The 3 R's and segregation Living classroom: Hosanna School, which served black students during the segregation era, offers pupils an opportunity to live history by spending a day there.


The students in Janet Adams' fourth-grade class aren't denied a bus ride to school because of the color of their skin. They don't have to fetch a pail of water every school day. They don't get spanked by their teacher for misbehaving.

But when they visited a restored one-room schoolhouse yesterday, the 25 Harford County students got a taste of what school was like for black youngsters who attended the Hosanna School north of Darlington from 1867 to 1946.

After a 12-year restoration effort, the Hosanna School is a tangible lesson for Harford students and residents who might otherwise know little about the days of segregation and the accomplishments of blacks despite hardships.

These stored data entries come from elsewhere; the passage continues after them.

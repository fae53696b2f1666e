/// Built-in activity catalog used to seed the store at startup

use crate::activity::types::{Activity, ActivityMap};

/// (name, description, schedule, max_participants, initial participants)
const CATALOG: &[(&str, &str, &str, u32, &[&str])] = &[
    (
        "Chess Club",
        "Learn strategies and compete in chess tournaments",
        "Fridays, 3:30 PM - 5:00 PM",
        12,
        &["michael@mergington.edu", "daniel@mergington.edu"],
    ),
    (
        "Programming Class",
        "Learn programming fundamentals and build software projects",
        "Tuesdays and Thursdays, 3:30 PM - 4:30 PM",
        20,
        &["emma@mergington.edu", "sophia@mergington.edu"],
    ),
    (
        "Gym Class",
        "Physical education and sports activities",
        "Mondays, Wednesdays, Fridays, 2:00 PM - 3:00 PM",
        30,
        &["john@mergington.edu", "olivia@mergington.edu"],
    ),
    (
        "Soccer Team",
        "Join the school soccer team and compete in local leagues",
        "Tuesdays and Thursdays, 4:00 PM - 5:30 PM",
        18,
        &[],
    ),
    (
        "Basketball Club",
        "Practice basketball skills and play friendly matches",
        "Wednesdays, 3:30 PM - 5:00 PM",
        15,
        &[],
    ),
    (
        "Drama Club",
        "Act, direct, and participate in school theater productions",
        "Mondays, 4:00 PM - 5:30 PM",
        20,
        &[],
    ),
    (
        "Art Workshop",
        "Explore painting, drawing, and sculpture techniques",
        "Fridays, 2:00 PM - 3:30 PM",
        16,
        &[],
    ),
    (
        "Math Olympiad",
        "Prepare for math competitions and solve challenging problems",
        "Thursdays, 3:30 PM - 5:00 PM",
        10,
        &[],
    ),
    (
        "Science Club",
        "Conduct experiments and explore scientific concepts",
        "Wednesdays, 4:00 PM - 5:00 PM",
        14,
        &[],
    ),
];

/// Build a fresh copy of the default catalog
pub fn default_catalog() -> ActivityMap {
    CATALOG
        .iter()
        .map(|(name, description, schedule, max_participants, participants)| {
            (
                name.to_string(),
                Activity {
                    description: description.to_string(),
                    schedule: schedule.to_string(),
                    max_participants: *max_participants,
                    participants: participants.iter().map(|p| p.to_string()).collect(),
                },
            )
        })
        .collect()
}
//! End-to-end tests for the activity HTTP routes.
//!
//! These tests build the real axum `Router` over an in-memory repository, seed
//! it directly, and send requests with `tower::ServiceExt::oneshot`.

use axum::body::Body;
use axum::http::{header, Method, Request, StatusCode};
use axum::Router;
use async_trait::async_trait;
use mergington::activity::{
    Activity, ActivityDirectoryService, ActivityMap, ActivityRepository,
    InMemoryActivityRepository,
};
use mergington::build_router;
use serde_json::{json, Value};
use std::sync::Arc;
use tower::ServiceExt;

async fn seeded_router() -> Router {
    router_over(Arc::new(InMemoryActivityRepository::new())).await
}

async fn router_over(repository: Arc<dyn ActivityRepository>) -> Router {
    let service = ActivityDirectoryService::new(repository);
    service.seed().await.unwrap();
    build_router(service, "static")
}

/// Store whose conditional writes never apply, as when a record changes
/// between the membership check and the update
struct StaleWriteRepository(InMemoryActivityRepository);

#[async_trait]
impl ActivityRepository for StaleWriteRepository {
    async fn replace_all(&self, activities: &ActivityMap) -> anyhow::Result<()> {
        self.0.replace_all(activities).await
    }
    async fn list(&self) -> anyhow::Result<ActivityMap> {
        self.0.list().await
    }
    async fn get(&self, name: &str) -> anyhow::Result<Option<Activity>> {
        self.0.get(name).await
    }
    async fn add_participant(&self, _name: &str, _email: &str) -> anyhow::Result<bool> {
        Ok(false)
    }
    async fn remove_participant(&self, _name: &str, _email: &str) -> anyhow::Result<bool> {
        Ok(false)
    }
}

/// Store that accepts seeding but fails every read and write afterwards
struct UnavailableRepository;

#[async_trait]
impl ActivityRepository for UnavailableRepository {
    async fn replace_all(&self, _activities: &ActivityMap) -> anyhow::Result<()> {
        Ok(())
    }
    async fn list(&self) -> anyhow::Result<ActivityMap> {
        Err(anyhow::anyhow!("connection reset"))
    }
    async fn get(&self, _name: &str) -> anyhow::Result<Option<Activity>> {
        Err(anyhow::anyhow!("connection reset"))
    }
    async fn add_participant(&self, _name: &str, _email: &str) -> anyhow::Result<bool> {
        Err(anyhow::anyhow!("connection reset"))
    }
    async fn remove_participant(&self, _name: &str, _email: &str) -> anyhow::Result<bool> {
        Err(anyhow::anyhow!("connection reset"))
    }
}

async fn send(router: &Router, method: Method, uri: &str) -> (StatusCode, Value) {
    let response = router
        .clone()
        .oneshot(Request::builder().method(method).uri(uri).body(Body::empty()).unwrap())
        .await
        .unwrap();

    let status = response.status();
    let body = axum::body::to_bytes(response.into_body(), usize::MAX)
        .await
        .unwrap();
    let json = if body.is_empty() {
        Value::Null
    } else {
        serde_json::from_slice(&body).unwrap()
    };
    (status, json)
}

#[tokio::test]
async fn root_redirects_to_landing_page() {
    let router = seeded_router().await;

    let response = router
        .oneshot(Request::builder().uri("/").body(Body::empty()).unwrap())
        .await
        .unwrap();

    assert_eq!(response.status(), StatusCode::TEMPORARY_REDIRECT);
    assert_eq!(
        response.headers().get(header::LOCATION).unwrap(),
        "/static/index.html"
    );
}

#[tokio::test]
async fn lists_seeded_catalog() {
    let router = seeded_router().await;

    let (status, json) = send(&router, Method::GET, "/activities").await;

    assert_eq!(status, StatusCode::OK);
    assert_eq!(json.as_object().unwrap().len(), 9);
    assert_eq!(
        json["Chess Club"],
        json!({
            "description": "Learn strategies and compete in chess tournaments",
            "schedule": "Fridays, 3:30 PM - 5:00 PM",
            "max_participants": 12,
            "participants": ["michael@mergington.edu", "daniel@mergington.edu"]
        })
    );
    assert_eq!(json["Soccer Team"]["participants"], json!([]));
}

#[tokio::test]
async fn signup_adds_participant() {
    let router = seeded_router().await;

    let (status, json) = send(
        &router,
        Method::POST,
        "/activities/Chess%20Club/signup?email=new@mergington.edu",
    )
    .await;
    assert_eq!(status, StatusCode::OK);
    assert_eq!(json, json!({ "message": "Signed up new@mergington.edu for Chess Club" }));

    let (_, activities) = send(&router, Method::GET, "/activities").await;
    let participants = activities["Chess Club"]["participants"].as_array().unwrap();
    assert!(participants.contains(&json!("new@mergington.edu")));
}

#[tokio::test]
async fn duplicate_signup_is_bad_request() {
    let router = seeded_router().await;

    let (status, json) = send(
        &router,
        Method::POST,
        "/activities/Chess%20Club/signup?email=michael@mergington.edu",
    )
    .await;

    assert_eq!(status, StatusCode::BAD_REQUEST);
    assert_eq!(json, json!({ "detail": "Student already registered for this activity" }));
}

#[tokio::test]
async fn unknown_activity_is_not_found() {
    let router = seeded_router().await;

    let (status, json) = send(
        &router,
        Method::POST,
        "/activities/Nonexistent%20Club/signup?email=x@y.edu",
    )
    .await;
    assert_eq!(status, StatusCode::NOT_FOUND);
    assert_eq!(json, json!({ "detail": "Activity not found" }));

    let (status, _) = send(
        &router,
        Method::POST,
        "/activities/Nonexistent%20Club/unregister?email=x@y.edu",
    )
    .await;
    assert_eq!(status, StatusCode::NOT_FOUND);
}

#[tokio::test]
async fn unregister_removes_participant() {
    let router = seeded_router().await;

    let (status, json) = send(
        &router,
        Method::POST,
        "/activities/Gym%20Class/unregister?email=john@mergington.edu",
    )
    .await;
    assert_eq!(status, StatusCode::OK);
    assert_eq!(json, json!({ "message": "Unregistered john@mergington.edu from Gym Class" }));

    let (_, activities) = send(&router, Method::GET, "/activities").await;
    assert_eq!(
        activities["Gym Class"]["participants"],
        json!(["olivia@mergington.edu"])
    );
}

#[tokio::test]
async fn unregister_absent_participant_is_bad_request() {
    let router = seeded_router().await;

    let (status, json) = send(
        &router,
        Method::POST,
        "/activities/Soccer%20Team/unregister?email=nobody@mergington.edu",
    )
    .await;

    assert_eq!(status, StatusCode::BAD_REQUEST);
    assert_eq!(json, json!({ "detail": "Student not registered for this activity" }));
}

#[tokio::test]
async fn missing_email_is_unprocessable() {
    let router = seeded_router().await;

    let (status, json) = send(&router, Method::POST, "/activities/Chess%20Club/signup").await;

    assert_eq!(status, StatusCode::UNPROCESSABLE_ENTITY);
    assert_eq!(json, json!({ "detail": "Missing required query parameter: email" }));
}

#[tokio::test]
async fn signup_then_unregister_round_trips() {
    let router = seeded_router().await;
    let (_, before) = send(&router, Method::GET, "/activities").await;

    send(&router, Method::POST, "/activities/Drama%20Club/signup?email=temp@mergington.edu").await;
    send(&router, Method::POST, "/activities/Drama%20Club/unregister?email=temp@mergington.edu").await;

    let (_, after) = send(&router, Method::GET, "/activities").await;
    assert_eq!(before["Drama Club"], after["Drama Club"]);
}

#[tokio::test]
async fn health_check_reports_ok() {
    let router = seeded_router().await;

    let response = router
        .oneshot(Request::builder().uri("/healthz").body(Body::empty()).unwrap())
        .await
        .unwrap();

    assert_eq!(response.status(), StatusCode::OK);
    let body = axum::body::to_bytes(response.into_body(), usize::MAX)
        .await
        .unwrap();
    assert_eq!(&body[..], b"ok");
}

#[tokio::test]
async fn repeated_email_uses_last_value() {
    let router = seeded_router().await;

    let (status, json) = send(
        &router,
        Method::POST,
        "/activities/Chess%20Club/signup?email=a@x.edu&email=b@x.edu",
    )
    .await;

    assert_eq!(status, StatusCode::OK);
    assert_eq!(json, json!({ "message": "Signed up b@x.edu for Chess Club" }));

    let (_, activities) = send(&router, Method::GET, "/activities").await;
    let participants = activities["Chess Club"]["participants"].as_array().unwrap();
    assert!(participants.contains(&json!("b@x.edu")));
    assert!(!participants.contains(&json!("a@x.edu")));
}

#[tokio::test]
async fn no_op_signup_is_internal_error() {
    let router = router_over(Arc::new(StaleWriteRepository(InMemoryActivityRepository::new()))).await;

    let (status, json) = send(
        &router,
        Method::POST,
        "/activities/Soccer%20Team/signup?email=a@mergington.edu",
    )
    .await;

    assert_eq!(status, StatusCode::INTERNAL_SERVER_ERROR);
    assert_eq!(json, json!({ "detail": "Failed to sign up for activity" }));
}

#[tokio::test]
async fn no_op_unregister_is_internal_error() {
    let router = router_over(Arc::new(StaleWriteRepository(InMemoryActivityRepository::new()))).await;

    let (status, json) = send(
        &router,
        Method::POST,
        "/activities/Chess%20Club/unregister?email=michael@mergington.edu",
    )
    .await;

    assert_eq!(status, StatusCode::INTERNAL_SERVER_ERROR);
    assert_eq!(json, json!({ "detail": "Failed to unregister from activity" }));
}

#[tokio::test]
async fn store_failure_is_generic_internal_error() {
    let router = router_over(Arc::new(UnavailableRepository)).await;

    let (status, json) = send(
        &router,
        Method::POST,
        "/activities/Chess%20Club/signup?email=new@mergington.edu",
    )
    .await;
    assert_eq!(status, StatusCode::INTERNAL_SERVER_ERROR);
    assert_eq!(json, json!({ "detail": "Internal server error" }));

    let (status, json) = send(&router, Method::GET, "/activities").await;
    assert_eq!(status, StatusCode::INTERNAL_SERVER_ERROR);
    assert_eq!(json, json!({ "detail": "Internal server error" }));
}

#[tokio::test]
async fn landing_page_renders_participants_as_text() {
    let router = seeded_router().await;

    let response = router
        .oneshot(Request::builder().uri("/static/index.html").body(Body::empty()).unwrap())
        .await
        .unwrap();

    assert_eq!(response.status(), StatusCode::OK);
    let body = axum::body::to_bytes(response.into_body(), usize::MAX)
        .await
        .unwrap();
    let page = String::from_utf8(body.to_vec()).unwrap();
    assert!(!page.contains("innerHTML"));
    assert!(page.contains("textContent"));
    assert!(page.contains("/unregister?email="));
}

"This is an important segment of Harford County history, which they would not be able to get any other way, because they won't find it in their textbooks," said Christine Tolbert, a former Hosanna student who worked with other former students and teachers to have the building restored. State grants totaling $150,000 have been used to restore Hosanna and one other school in Harford.

Established in 1867 by the Freedmen's Bureau. a government agency set up to help newly freed slaves, Hosanna was one of several similar schools around Maryland. Even after Hosanna was taken over by Harford County, black teachers were paid less, students used outdated books but were expected to pass the same countywide exams given to whites, and less money was provided for basic supplies such as desks for teachers and paper.

Hosanna offers Harford students an opportunity to live history by spending a day there, hearing from former students and teachers and learning their own lessons in the setting.

The wooden frame building, now painted tan with green shutters and a maroon door, sits on a grassy field next to Hosanna AME Church onCastleton Road. A hurricane blew off the second story of the building in the 1950s.

Three vertical wooden beams bisect the room, and windows on either side overlook a small cemetery and a horse pasture. Original slate chalkboards and a slightly raised stage line one wall of the room. Volunteers are looking for more vintage wood and iron desks to go with the five they have found.

Shirley Dunsen, 61, led the visiting students through much of the morning routine she remembered from attending the school in the 1940s, complete with a pledge of allegiance to an American flag with 48 stars instead of 50.

"We had a big, old pot-bellied stove," said Mrs. Dunsen, pointing toward the center of the room. "So we had to have somebody bring in the firewood."

The old story of walking miles to school in the snow sounded less like a cliche coming from Mrs. Dunsen, now a prekindergarten teacher at Havre de Grace Elementary School.

"I lived on a farm not too far down this road. We had to walk out the lane, and then come up this highway and then up to school. I don't ever remember winters being that cold after I grew up. We would stand around the pot-bellied stove to try to warm our hands."

And watching the white students ride by on buses made the cold sting more.

"They passed us on the road, and it didn't matter that our parents were property owners and taxpayers," said Gladys Williams, a former student and teacher.

Mrs. Williams, who would not reveal her age, taught up to 40 first- through seventh-graders in the school's one room in the 1940s -- among them Mrs. Dunsen and Mrs. Tolbert.

"Would you be surprised if I told you, not only was I the teacher, I was the nurse, the head janitor, a baby-sitter, a cook; I was the music teacher and the drama teacher all in one?"

Nine-year-old Stephen Morton was impressed by the stories.

"It seems that it was a lot of work for the kids," he said.

And Taylor Hegeman, also 9, was struck by the reality of life under segregation. "I think that it is not real fair that blacks had to walk and the white children had transportation."

Such reactions make visiting Hosanna worthwhile.

"They don't get the history [in class] that they get coming out here," said Cindy White, who accompanied her son's class. "If anything, these kids need to see that, since they are not exposed to black-and-white issues like other schools are."

Prospect Mill Elementary School, half-way between Bel Air and Churchville, had a 2 percent black population last school year, and none came in the class that visited today. Twelve percent of all Harford students are black.